導入企業に見るワーク・ライフ・インテグレーション

「仕事と生活を統合する」と聞くと、どうしてもプライベートが犠牲になってしまうような印象を受けますが、仕事の場にプライベートな活動を持ち込むことで双方の充実を図っている企業もあります。

世界的なスポーツ用品メーカーのアディダスでは、東京ドーム約24個分という広大な敷地内に社員専用のスポーツジムを設け、仕事の合間に利用することで社員にリフレッシュを促しています。

また、就業時間や場所をある程度自由に選択できる制度もあり、仕事とプライベートの時間と場所を流動的にすることでワーク・ライフ・インテグレーションを実現しています。

参考:WLBはもう古い アディダスが挑む「働き方革命」は仕事とプライベートの融合

日本でもワーク・ライフ・インテグレーションの概念は浸透しつつあり、それを体現した社宅として話題になっているのが東京・月島にあるシェアハウス「月島荘」です。

社宅といえば一つの企業の社員が住むのが一般的ですが、月島荘では「企業寮をShareする」というコンセプト通り、複数の企業の業種や職種、国籍、年代の異なる人たちが生活を共にしています。

さまざまな人と交流することで新たな出会いや多様な価値観が育まれ、ビジネスへの還元のみならずプライベートでの成長や充実にもつながっていることでしょう。
月島荘の場合、アディダスとは反対に生活の場である住居が仕事の場にもなっているという印象を受けます。

参考:企業寮をShareするという試み。|【公式サイト】月島荘

ワーク・ライフ・インテグレーションを叶えるリモートワーク

アディダスのように社をあげてワーク・ライフ・インテグレーションに取り組んでいる企業はまだまだ少ないと思いますが、「リモートワーク」を活用することでその一端が叶うかもしれません。

実際にリモートワークで働いている筆者も、この記事を書くまでは特別に意識していませんでしたが、自然とワーク・ライフ・インテグレーションを実現させていることに気付きました。

例えば、朝に少し仕事をして昼前に家事や買い物をこなし、午後からはまた仕事に取り掛かる…といったように、仕事と生活の時間・空間が地続きになっているのです。
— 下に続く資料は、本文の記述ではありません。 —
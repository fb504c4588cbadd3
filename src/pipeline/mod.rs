//! # Pipelines: tracking tasks by name.
//!
//! - [`Pipeline`] - live registry, terminal history, merged event stream
//! - [`TaskEvent`] - one `(name, status)` observation on the pipeline bus
//!
//! ## Architecture
//! ```text
//! task A ──┐                        ┌──► subscribe()        (broadcast::Receiver)
//! task B ──┼── track ──► Pipeline ──┼──► changes()          (watch revision)
//! task C ──┘   (weak)     │         └──► spawn_subscriber() (Subscribe impls)
//!                         ├─ live:    name → TaskRef   (until terminal)
//!                         └─ history: name → ring of terminal statuses
//! ```

mod bus;
mod core;
mod event;
mod registry;

pub use self::core::Pipeline;
pub use event::TaskEvent;

pub(crate) use self::core::Shared;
それによって自然と仕事が生活の一部に組み込まれ、無理なく双方を両立させることができています。

ワーク・ライフ・インテグレーションを実現する働き方には、アディダスや月島荘のような例からリモートワークまでさまざまな方法があります。

どれも一長一短があると思いますが、こうしたいろんなアプローチがあることこそが働き方の多様性につながるのではないかと感じました。

さいごに

ワーク・ライフ・インテグレーションの概要や導入例についてご紹介してきました。

記事の冒頭で、筆者はワーク・ライフ・インテグレーションについて「仕事と生活のインテグレーション(統合)を理想とした働き方」だと書きました。

しかし、ワーク・ライフ・インテグレーションが真の意味で達成された時、働き方は「生き方」になっていくのかもしれません。